Ceci n’est pas sans résonances atroces, si l’on considère que l’Europe était en guerre depuis deux ans et qu’il y avait déjà des millions de morts.
La déclaration rejetait le pacifisme absolu parce qu’elle mettait à la première place l’idée de justice, qui devait être au-dessus de celle de paix, qui n’était pas une valeur prioritaire.

Le texte peut paraître presque « truculent »2, mais il était moins injuste qu’on pouvait le penser parce que certaines raisons des signataires n’étaient pas aussi anti-anarchistes qu’il ne le semble à première vue. Il n’était pas anti-anarchiste de considérer que la paix est une valeur relative et donc que la guerre pouvait être acceptée, si sa continuation se justifiait par des valeurs plus hautes, la justice et la liberté. Et l’affirmation d’une idée de justice internationale par laquelle les agresseurs (dans ce cas l’Allemagne) seraient mis hors d’état de nuire n’était pas non plus anti-anarchiste.

Ce qui était anti-anarchiste était le fait, décisif, que la guerre demeurant l’expression de l’activité des États, appuyer les raisons morales du conflit signifiait alors renforcer celles, politiques, de l’institution première du principe d’autorité, l’État. De là, l’erreur de fond des signataires parce que, s’il était exact que les empires centraux étaient plus coupables que les autres dans le déclenchement du conflit, il était faux d’enlever toute responsabilité aux autres puissances, tout aussi impliquées dans la logique belliqueuse. Ainsi n’était pas injuste l’appellation qu’ils ont reçue d’« anarchistes de gouvernement ».

C’était une rupture dramatique et définitive. Pour Malatesta, même si l’on admettait que l’Allemagne était la seule responsable de la guerre, il était impossible de croire que s’allier aux gouvernements aurait permis de stopper le militarisme allemand. Seule une révolution populaire pouvait le faire.

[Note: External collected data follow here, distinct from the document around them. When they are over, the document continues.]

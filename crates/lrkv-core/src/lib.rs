#![forbid(unsafe_code)]
//! Left-right concurrency primitive: wait-free reads, single-writer publish.
//!
//! Two copies of a caller-supplied container are maintained. Readers access
//! the *published* copy through a short, wait-free read window; the single
//! [`Writer`] mutates the *standby* copy and appends every operation to a
//! log. [`Writer::refresh`] swaps the publication pointer, waits for readers
//! that were still inside the retired copy, then replays the log against it
//! so both copies converge.
//!
//! ## Protocol
//!
//! **Reader** ([`Reader::perform_read`]):
//!   1. Increment the reader's epoch counter (now odd: inside a read).
//!   2. Acquire-load the publication pointer.
//!   3. Run the read closure against that copy.
//!   4. Increment the epoch again (even: outside), including on unwind.
//!
//! **Writer** ([`Writer::refresh`]):
//!   1. Under the registry lock, swap the standby copy into the publication
//!      pointer and snapshot every reader whose epoch is odd (a *straggler*
//!      that may still be touching the retired copy).
//!   2. Wait for each straggler's epoch to change — any change means it has
//!      left the read it was in, and a new read targets the new copy.
//!   3. Replay the operation log in order against the retired copy; clear it.
//!
//! Reads never take locks and never spin. The writer never blocks readers;
//! only `refresh` waits, and only for readers that were mid-read at the
//! moment of publication.
//!
//! ## Logging
//!
//! - **TRACE** `lrkv::core::read`: `read_window_closed` — a read completed
//! - **DEBUG** `lrkv::core::registry`: `reader_registered` — a reader joined
//! - **DEBUG** `lrkv::core::refresh`: `refresh_complete` — straggler and
//!   replay counts for a finished refresh
//! - **TRACE** `lrkv::core::refresh`: `stragglers_drained` — drain loop wait
//!
//! ## Example
//!
//! ```
//! use lrkv_core::{Operation, create};
//!
//! struct Append(u64);
//!
//! impl Operation<Vec<u64>> for Append {
//!     type Output = usize;
//!
//!     fn apply(&self, target: &mut Vec<u64>) -> usize {
//!         target.push(self.0);
//!         target.len()
//!     }
//! }
//!
//! let (factory, mut writer) = create::<Vec<u64>, Append>(Vec::new);
//! let reader = factory.create_reader();
//!
//! writer.write(Append(7));
//! assert_eq!(reader.perform_read(Vec::len), 0); // not yet published
//!
//! writer.refresh();
//! assert_eq!(reader.perform_read(Vec::len), 1);
//! ```

mod epoch;
mod metrics;
mod op;
mod reader;
mod writer;

pub use metrics::{LeftRightMetrics, leftright_metrics, reset_leftright_metrics};
pub use op::Operation;
pub use reader::{Reader, ReaderFactory};
pub use writer::{DrainPolicy, ScopedWriter, Writer};

use arc_swap::ArcSwap;
use epoch::ReadEpoch;
use parking_lot::Mutex;
use std::sync::Arc;

/// State shared between the reader side and the writer.
///
/// The publication pointer is the only always-shared mutable cell; the
/// registry is touched under its mutex by [`ReaderFactory::create_reader`]
/// and by the snapshot step of [`Writer::refresh`].
pub(crate) struct Shared<C> {
    /// The copy readers currently target.
    pub(crate) published: ArcSwap<C>,
    /// Epoch slot of every reader ever registered. Append-only for the
    /// lifetime of the primitive.
    pub(crate) registry: Mutex<Vec<Arc<ReadEpoch>>>,
}

/// Create a left-right pair over containers produced by `make`.
///
/// `make` is invoked exactly twice, once per copy; both invocations must
/// yield the same initial state (usually empty). The [`ReaderFactory`] may
/// be cloned and used from any thread; the [`Writer`] is the single
/// mutating handle and is handed out exactly once.
pub fn create<C, O: Operation<C>>(make: impl FnMut() -> C) -> (ReaderFactory<C>, Writer<C, O>) {
    create_with(make, DrainPolicy::default())
}

/// Like [`create`], with an explicit straggler-drain policy.
pub fn create_with<C, O: Operation<C>>(
    mut make: impl FnMut() -> C,
    drain: DrainPolicy,
) -> (ReaderFactory<C>, Writer<C, O>) {
    let shared = Arc::new(Shared {
        published: ArcSwap::from_pointee(make()),
        registry: Mutex::new(Vec::new()),
    });
    let standby = Arc::new(make());
    let factory = ReaderFactory::new(Arc::clone(&shared));
    let writer = Writer::new(shared, standby, drain);
    (factory, writer)
}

Dans le cas contraire, on finirait fatalement par devenir quelque chose de semblable à cela même que l’on combattait.

Nico Berti


notes :

1. Notons que ce manifeste ne fut pas signé par seize mais quinze personnes, même si l’on crut longtemps que le nom de la localité algérienne ( Hussein Dey ) où vivait l’un des signataires ( Antoine Orfila ) était un nom de famille.

2. « Truculento » (n.d.t.).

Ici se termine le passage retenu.